Episode 42: The Mask Flinger

In the forty-second episode of The Latest, we explore whether Karen getting thrown out of a Red Lobster for not wearing a mask as coronavirus cases continue to rise counts returning to normal. Desirée Dillon, a descendant of Francis Scott Key and professional singer, joins the program for this week’s O.J. Simpson Twitter Update.

The Latest with Greg Ott
The Latest with Greg Ott
Episode 42: The Mask Flinger


Those voices are discussing the novel coronavirus, the March sensation that Americans have already moved on from faster than Tiger King.

With the death toll passing 120,000 in the United States, citizens have grown sick and tired of getting sick and tired, pining for the simpler times of managing a constitutional crisis rather than a public health crisis. 

As South Korea has begun to open its baseball stadiums and Germany has begun to open its tourism industry, the United States has begun to open its lungs to thousands upon thousands of new infections.

The concept of our “Phase Two” reopening has signaled that instead of microwaving TGI Fridays frozen potato skins from the confines of your self-quarantined home, it’s time to return to the actual TGI Fridays in your strip mall parking lot, where an essential employee will microwave those frozen potato skins at your behest. 

Depending on your state, you may be allowed to return to tattoo parlors, tanning salons, and TJ Maxx dressing rooms — so even if you catch the virus, at least you’ll die doing what you love: looking bad. 

Like a college theater student dropping his lines during the first act of A Midsummer NIght’s Dream, things are likely to keep getting worse and we’ve still got a long way to go. 

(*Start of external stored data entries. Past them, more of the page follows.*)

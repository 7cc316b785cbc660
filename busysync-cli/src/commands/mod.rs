pub mod clear;
pub mod migrate;
pub mod refresh;
pub mod status;
pub mod sync;
pub mod verify;

use std::path::PathBuf;
use std::process::ExitCode;

use anyhow::{Context as _, Result};
use busysync_core::{
    DirectoryBackend, Direction, PairId, PassOutcome, PassResult, PreflightCheck, Settings,
    SyncConfig,
};
use owo_colors::OwoColorize;

use crate::render::Render;

pub const EXIT_CLEAN: u8 = 0;
pub const EXIT_WITH_ERRORS: u8 = 1;
pub const EXIT_ABORTED: u8 = 2;

/// Settings merged with command-line overrides.
pub struct Context {
    pub settings: Settings,
    pub settings_path: PathBuf,
    pub calendar_dir: PathBuf,
    pub state_db: PathBuf,
    pub primary: Option<String>,
    pub secondary: Option<String>,
    pub verbose: bool,
}

impl Context {
    pub fn load(
        config: Option<PathBuf>,
        state_db: Option<PathBuf>,
        calendar_dir: Option<PathBuf>,
        primary: Option<String>,
        secondary: Option<String>,
        verbose: bool,
    ) -> Result<Self> {
        let (settings, settings_path) = match config {
            Some(path) => (Settings::load_from(&path)?, path),
            None => (Settings::load()?, Settings::config_path()?),
        };

        let calendar_dir = calendar_dir.unwrap_or_else(|| settings.calendar_path());
        let state_db = match state_db {
            Some(path) => path,
            None => settings.state_db_path()?,
        };
        tracing::debug!(
            config = %settings_path.display(),
            calendar_dir = %calendar_dir.display(),
            state_db = %state_db.display(),
            "loaded settings"
        );

        Ok(Context {
            primary: primary.or_else(|| settings.primary_calendar.clone()),
            secondary: secondary.or_else(|| settings.secondary_calendar.clone()),
            settings,
            settings_path,
            calendar_dir,
            state_db,
            verbose,
        })
    }

    pub fn backend(&self) -> DirectoryBackend {
        DirectoryBackend::new(self.calendar_dir.clone())
    }

    pub fn pair(&self) -> Result<PairId> {
        let backend = self.backend();
        let available = || {
            let ids: Vec<String> = backend.calendars().into_iter().map(|c| c.id).collect();
            if ids.is_empty() {
                format!("No calendars found in {}", self.calendar_dir.display())
            } else {
                format!("Available: {}", ids.join(", "))
            }
        };

        let primary = self
            .primary
            .clone()
            .with_context(|| format!("No primary calendar given (use --primary). {}", available()))?;
        let secondary = self
            .secondary
            .clone()
            .with_context(|| format!("No secondary calendar given (use --secondary). {}", available()))?;

        Ok(PairId::new(primary, secondary))
    }

    pub fn sync_config(&self, direction: Direction, dry_run: bool, keep_reminders: bool) -> Result<SyncConfig> {
        let pair = self.pair()?;
        let mut config = SyncConfig::new(pair.primary, pair.secondary, self.state_db.clone())
            .with_direction(direction)
            .with_dry_run(dry_run);
        config.keep_reminders = keep_reminders || self.settings.keep_reminders;
        config.account_email = self.settings.account_email.clone();
        Ok(config)
    }
}

/// Print the failed checks of an aborted pass.
pub fn print_preflight_failures(checks: &[PreflightCheck]) {
    eprintln!("{}", "Preflight failed, nothing was changed:".red());
    for check in checks.iter().filter(|c| !c.ok) {
        eprintln!("   {}", check.render());
    }
}

/// Print a pass summary and map its outcome to an exit code.
pub fn finish_pass(result: &PassResult, verbose: bool) -> ExitCode {
    println!("{}", result.render());

    if verbose || result.failures.len() <= 10 {
        for failure in &result.failures {
            println!("   {} {}", "!".red(), failure);
        }
    } else {
        println!(
            "   {}",
            format!("({} failed events, rerun with --verbose to list them)", result.failures.len()).dimmed()
        );
    }

    match result.outcome() {
        PassOutcome::Clean => ExitCode::from(EXIT_CLEAN),
        PassOutcome::CompletedWithErrors => ExitCode::from(EXIT_WITH_ERRORS),
        PassOutcome::Interrupted => {
            if let Some(reason) = &result.interrupted {
                eprintln!("{} {}", "Pass interrupted:".red(), reason);
            }
            ExitCode::from(EXIT_ABORTED)
        }
    }
}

Over the weekend, states like Florida, Nevada, and South Carolina hit record-breaking infection rates, earning rave reviews on TripAdvisor as The Best Vacation Spots to Get the Most Use Out of Your Ventilator.  

In Texas, 12 re-opened bars have lost their alcohol permits for violating health protocols, such as ignoring social distancing, exceeding capacity limits, and serving Blue Moon Mango Wheat on tap. 

And since Mr. Trump’s Oklahoma campaign event over the weekend, which didn’t require masks, social distancing, or attendance, apparently, at least eight of the president’s staff members have contracted the virus — the first time anything positive has emerged from one of his rallies. 

Earlier today, the head of the World Health Organization claimed that the greatest threat we face is not the virus itself, it’s the lack of global solidarity and global leadership

And indeed, from the USA hijacking supplies meant for other countries to the president himself declaring that he ordered testing to be slowed down to make it seem like we have fewer cases, the world’s most indispensable nation has dispensed with the notion that it’s indispensable. 

One astonished expert in New Zealand, which has only had three new cases in three weeks, has said that it feels like the U.S. has given up, which rings true — why bother to continue telling its people to stay at home when the country itself has already put on its sweatpants and ordered Seamless?

Experts have disputed the notion that we’re entering a second wave of the coronavirus and are instead still dealing with the effects of the first — after all, how can we be expected to watch another Ghostbusters sequel when we haven’t finished suffering through the reboot?

Rather than going through waves of new virus infections, it’s said that COVID-19 will simply continue to spread across the USA like a forest fire. But I doubt we’ll be seeing Smoky the Bear wearing a face mask — for one thing, the guy can’t even be bothered to put on a shirt. 

The nation’s newfound doctrine of America First has translated into Americans first, which is proving to be as constructive as writing “first” as the first comment on a YouTube video.

The notion of wearing a mask to keep your neighbors from getting sick has morphed into a declaration of individual liberty, like that Punisher decal on the back of your F150 that’s lowering its resale value.

The very notion that the government is looking out for our best interests is seen as an affront to our personal freedom, and glorious patriots shouldn’t have to put up with masks, seatbelts, motorcycle helmets, or smoking bans. You’re damned if you do, dead if you don’t. 

Back in March, I wondered what things were going to be like after people got sick of playing Heads Up over Houseparty during their extended snow day. 

And when you see the pictures of crowded beaches between the east and west coasts, it’s clear that our answer has been to pretend that we’ve gone back to normal even though we’ve committed to digging holes and sticking our heads in the sand.

Make no mistake: I’m not against things reopening or trying to find ways of getting back to normal, but there’s nothing normal about live-streamed Karens demanding to enter a Red Lobster without a mask. I mean, it’s normal for us; it’s just not normal in general. 

As governors in virus-stricken states like Florida and Texas begin coming around to the reality that the virus still needs to be taken seriously, I hope that people who desperately need that $12 haircut to look better on Zoom sales calls will also try to take this pandemic seriously again.

Otherwise, we’ll carry on as the Home of the Free to Land in the Grave.